GENERAL APPROACH TO INPATIENT MANAGEMENT OF INFECTIOUS COMPLICATIONS OF OUD
Management of IDU-associated infection should be organized around a multidisciplinary framework with careful attention to infection treatment, OUD treatment, and harm reduction interventions (Figure 2). The first step in managing IDU-associated infections is recognizing addiction in the acute care setting. Substance use disorders, including OUD, are often unrecognized in patients presenting with IDU-associated infections.48 The Rapid Opioid Dependence Screen, a validated screening tool for OUD, can be quickly administered for all patients who present with endocarditis, bacteremia, skin and soft tissue infections, vertebral and epidural infections, and HIV and HCV infections.49 In addition to directly questioning patients about substance use, Figure 2 lists epidemiologic, physical exam, and laboratory findings that might suggest to the provider that OUD may be present.
The approach to infection management is similar to non-IDU-associated infections, including identifying a source, evaluating for complications and need for source control procedures, and administering antimicrobials. Management of the substance use disorder includes treatment of acute withdrawal, control of pain, initiation of MOUD when appropriate, and linkage to outpatient addiction treatment services in addition to harm reduction interventions.
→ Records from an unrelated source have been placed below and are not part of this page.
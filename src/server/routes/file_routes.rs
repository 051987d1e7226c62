//! Project file browser routes
//!
//! All paths are relative to the project root; `files::resolve_in_project`
//! refuses anything that escapes it.

use std::path::PathBuf;

use axum::{
    extract::{Path, Query, State},
    routing::get,
    Json, Router,
};
use serde::Deserialize;

use crate::files::{self, DirEntry, FileContent, SearchResult};
use crate::server::error::{ApiResult, JsonBody};
use crate::server::ServerAppState;
use crate::utils::as_path;

pub fn router() -> Router<ServerAppState> {
    Router::new()
        .route("/api/projects/:id/files", get(list_dir))
        .route(
            "/api/projects/:id/files/content",
            get(read_file).put(write_file),
        )
        .route("/api/projects/:id/files/search", get(search))
}

#[derive(Debug, Default, Deserialize)]
pub struct PathQuery {
    #[serde(default)]
    pub path: String,
}

#[derive(Debug, Deserialize)]
pub struct SearchQuery {
    pub q: String,
    pub limit: Option<usize>,
}

#[derive(Debug, Deserialize)]
#[serde(rename_all = "camelCase")]
pub struct WriteFileRequest {
    pub content: String,
}

fn project_root(state: &ServerAppState, id: &str) -> ApiResult<PathBuf> {
    let project = state.project(id)?;
    Ok(as_path(&project.path).to_path_buf())
}

async fn list_dir(
    State(state): State<ServerAppState>,
    Path(id): Path<String>,
    Query(query): Query<PathQuery>,
) -> ApiResult<Json<Vec<DirEntry>>> {
    let root = project_root(&state, &id)?;
    Ok(Json(files::list_dir(&root, &query.path)?))
}

async fn read_file(
    State(state): State<ServerAppState>,
    Path(id): Path<String>,
    Query(query): Query<PathQuery>,
) -> ApiResult<Json<FileContent>> {
    let root = project_root(&state, &id)?;
    Ok(Json(files::read_file(&root, &query.path)?))
}

async fn write_file(
    State(state): State<ServerAppState>,
    Path(id): Path<String>,
    Query(query): Query<PathQuery>,
    JsonBody(request): JsonBody<WriteFileRequest>,
) -> ApiResult<Json<DirEntry>> {
    let root = project_root(&state, &id)?;
    let entry = files::write_file(&root, &query.path, &request.content)?;
    log::debug!("[Files] Wrote {} in project {}", entry.path, id);
    Ok(Json(entry))
}

async fn search(
    State(state): State<ServerAppState>,
    Path(id): Path<String>,
    Query(query): Query<SearchQuery>,
) -> ApiResult<Json<Vec<SearchResult>>> {
    let root = project_root(&state, &id)?;
    Ok(Json(files::search(&root, &query.q, query.limit)?))
}
//! Type definitions for the Ralph Loop
//!
//! The loop state is persisted after every phase so a loop can be inspected
//! (and resumed) from disk:
//! - `ralph-loops/{task_id}/state.json`: the full `RalphLoopState`
//! - `ralph-loops/{task_id}/iteration-{n}/worker.json`: `WorkerSummary`
//! - `ralph-loops/{task_id}/iteration-{n}/reviewer.json`: `ReviewerFeedback`

use chrono::{DateTime, Utc};
use serde::{Deserialize, Serialize};

/// Configuration for a single loop run
#[derive(Debug, Clone, Serialize, Deserialize, PartialEq, Eq)]
#[serde(rename_all = "camelCase")]
pub struct RalphLoopConfig {
    /// Maximum worker/reviewer iterations
    pub max_turns: u32,
    #[serde(default, skip_serializing_if = "Option::is_none")]
    pub worker_model: Option<String>,
    #[serde(default, skip_serializing_if = "Option::is_none")]
    pub reviewer_model: Option<String>,
    pub task_description: String,
}

/// Request body for starting a loop. Unset fields fall back to settings.
#[derive(Debug, Clone, Default, Serialize, Deserialize)]
#[serde(rename_all = "camelCase")]
pub struct StartRalphLoopInput {
    pub task_description: String,
    pub max_turns: Option<u32>,
    pub worker_model: Option<String>,
    pub reviewer_model: Option<String>,
}

#[derive(Debug, Clone, Copy, Serialize, Deserialize, PartialEq, Eq)]
#[serde(rename_all = "snake_case")]
pub enum RalphLoopStatus {
    Idle,
    WorkerRunning,
    ReviewerRunning,
    Paused,
    Completed,
    Failed,
    Stopped,
    /// The server went away while the loop was running
    Interrupted,
}

impl RalphLoopStatus {
    pub fn as_str(&self) -> &'static str {
        match self {
            RalphLoopStatus::Idle => "idle",
            RalphLoopStatus::WorkerRunning => "worker_running",
            RalphLoopStatus::ReviewerRunning => "reviewer_running",
            RalphLoopStatus::Paused => "paused",
            RalphLoopStatus::Completed => "completed",
            RalphLoopStatus::Failed => "failed",
            RalphLoopStatus::Stopped => "stopped",
            RalphLoopStatus::Interrupted => "interrupted",
        }
    }

    /// A process is (or should be) running for this status
    pub fn is_running(&self) -> bool {
        matches!(
            self,
            RalphLoopStatus::WorkerRunning | RalphLoopStatus::ReviewerRunning
        )
    }

    /// No further transitions happen from this status
    pub fn is_terminal(&self) -> bool {
        matches!(
            self,
            RalphLoopStatus::Completed
                | RalphLoopStatus::Failed
                | RalphLoopStatus::Stopped
                | RalphLoopStatus::Interrupted
        )
    }
}

impl std::fmt::Display for RalphLoopStatus {
    fn fmt(&self, f: &mut std::fmt::Formatter<'_>) -> std::fmt::Result {
        write!(f, "{}", self.as_str())
    }
}

/// Why a completed loop ended
#[derive(Debug, Clone, Copy, Serialize, Deserialize, PartialEq, Eq)]
#[serde(rename_all = "snake_case")]
pub enum RalphLoopFinalStatus {
    Approved,
    MaxTurnsReached,
}

/// Output of one worker run
#[derive(Debug, Clone, Serialize, Deserialize, PartialEq)]
#[serde(rename_all = "camelCase")]
pub struct WorkerSummary {
    pub iteration: u32,
    pub output: String,
    #[serde(default)]
    pub session_id: Option<String>,
    #[serde(default)]
    pub cost_usd: Option<f64>,
    #[serde(default)]
    pub duration_ms: Option<u64>,
    pub timestamp: DateTime<Utc>,
}

#[derive(Debug, Clone, Copy, Serialize, Deserialize, PartialEq, Eq)]
#[serde(rename_all = "lowercase")]
pub enum ReviewDecision {
    Approve,
    Reject,
}

/// Structured verdict of one reviewer run
#[derive(Debug, Clone, Serialize, Deserialize, PartialEq)]
#[serde(rename_all = "camelCase")]
pub struct ReviewerFeedback {
    pub iteration: u32,
    pub decision: ReviewDecision,
    pub feedback: String,
    #[serde(default)]
    pub specific_issues: Vec<String>,
    #[serde(default)]
    pub suggested_improvements: Vec<String>,
    pub timestamp: DateTime<Utc>,
}

/// Which agent runs next when a loop (re)starts
#[derive(Debug, Clone, Copy, PartialEq, Eq)]
pub enum LoopPhase {
    Worker,
    Reviewer,
}

/// Persisted state of a loop
#[derive(Debug, Clone, Serialize, Deserialize, PartialEq)]
#[serde(rename_all = "camelCase")]
pub struct RalphLoopState {
    pub task_id: String,
    pub project_id: String,
    pub config: RalphLoopConfig,
    pub status: RalphLoopStatus,
    /// 1-based; 0 before the first worker run
    pub current_iteration: u32,
    #[serde(default)]
    pub worker_summaries: Vec<WorkerSummary>,
    #[serde(default)]
    pub reviewer_feedback: Vec<ReviewerFeedback>,
    #[serde(default, skip_serializing_if = "Option::is_none")]
    pub final_status: Option<RalphLoopFinalStatus>,
    #[serde(default, skip_serializing_if = "Option::is_none")]
    pub error: Option<String>,
    pub created_at: DateTime<Utc>,
    pub updated_at: DateTime<Utc>,
}

impl RalphLoopState {
    pub fn new(task_id: String, project_id: String, config: RalphLoopConfig) -> Self {
        let now = Utc::now();
        Self {
            task_id,
            project_id,
            config,
            status: RalphLoopStatus::Idle,
            current_iteration: 0,
            worker_summaries: Vec::new(),
            reviewer_feedback: Vec::new(),
            final_status: None,
            error: None,
            created_at: now,
            updated_at: now,
        }
    }

    pub fn set_status(&mut self, status: RalphLoopStatus) {
        self.status = status;
        self.updated_at = Utc::now();
    }

    pub fn last_feedback(&self) -> Option<&ReviewerFeedback> {
        self.reviewer_feedback.last()
    }

    pub fn worker_summary_for(&self, iteration: u32) -> Option<&WorkerSummary> {
        self.worker_summaries
            .iter()
            .rev()
            .find(|s| s.iteration == iteration)
    }

    /// Where to continue from. An iteration whose worker never finished is
    /// run again; finished but unreviewed worker output goes to the reviewer.
    pub fn next_phase(&self) -> (u32, LoopPhase) {
        let current = self.current_iteration;
        if current == 0 {
            return (1, LoopPhase::Worker);
        }
        if self.worker_summary_for(current).is_none() {
            return (current, LoopPhase::Worker);
        }

        let reviewed = self.reviewer_feedback.iter().any(|f| f.iteration == current);
        if reviewed {
            (current + 1, LoopPhase::Worker)
        } else {
            (current, LoopPhase::Reviewer)
        }
    }
}

#[cfg(test)]
mod tests {
    use super::*;

    fn config() -> RalphLoopConfig {
        RalphLoopConfig {
            max_turns: 3,
            worker_model: None,
            reviewer_model: None,
            task_description: "Add a README".to_string(),
        }
    }

    fn summary(iteration: u32) -> WorkerSummary {
        WorkerSummary {
            iteration,
            output: "done".to_string(),
            session_id: None,
            cost_usd: None,
            duration_ms: None,
            timestamp: Utc::now(),
        }
    }

    #[test]
    fn test_status_serialization() {
        assert_eq!(
            serde_json::to_string(&RalphLoopStatus::WorkerRunning).unwrap(),
            "\"worker_running\""
        );
        assert_eq!(
            serde_json::to_string(&RalphLoopFinalStatus::MaxTurnsReached).unwrap(),
            "\"max_turns_reached\""
        );
        assert!(RalphLoopStatus::ReviewerRunning.is_running());
        assert!(!RalphLoopStatus::Paused.is_terminal());
        assert!(RalphLoopStatus::Interrupted.is_terminal());
    }

    #[test]
    fn test_next_phase() {
        let mut state = RalphLoopState::new("t".into(), "p".into(), config());
        assert_eq!(state.next_phase(), (1, LoopPhase::Worker));

        // Interrupted while the worker was running
        state.current_iteration = 1;
        assert_eq!(state.next_phase(), (1, LoopPhase::Worker));

        state.worker_summaries.push(summary(1));
        assert_eq!(state.next_phase(), (1, LoopPhase::Reviewer));

        state.reviewer_feedback.push(ReviewerFeedback {
            iteration: 1,
            decision: ReviewDecision::Reject,
            feedback: "missing tests".to_string(),
            specific_issues: vec![],
            suggested_improvements: vec![],
            timestamp: Utc::now(),
        });
        assert_eq!(state.next_phase(), (2, LoopPhase::Worker));
    }

    #[test]
    fn test_state_json_shape() {
        let state = RalphLoopState::new("task_1".into(), "proj_1".into(), config());
        let json = serde_json::to_value(&state).unwrap();
        assert_eq!(json["taskId"], "task_1");
        assert_eq!(json["status"], "idle");
        assert_eq!(json["config"]["maxTurns"], 3);
        assert!(json.get("finalStatus").is_none());
    }
}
Hospital admissions for infectious complications of IDU are increasingly common and are difficult experiences for both patients and providers. However, these hospitalizations serve as a “reachable moment” to engage patients with OUD into medical care and initiate holistic treatment of their infection and underlying substance use disorder.28,50Significant systems-level barriers remain to comprehensive management of the overlapping infectious disease and opioid epidemics. Nevertheless, it is critical to acknowledge that the infections are a symptom of an underlying substance use disorder, a key first step in improving the care of patients hospitalized with infectious complications of OUD. Just like the many acute exacerbations of chronic illness managed by hospitalists, treatment of these episodes of “acute decompensated addiction” require evidence-based management of the underlying disease and its infectious consequences using a harm reduction approach.
The authors both report no conflict of interest.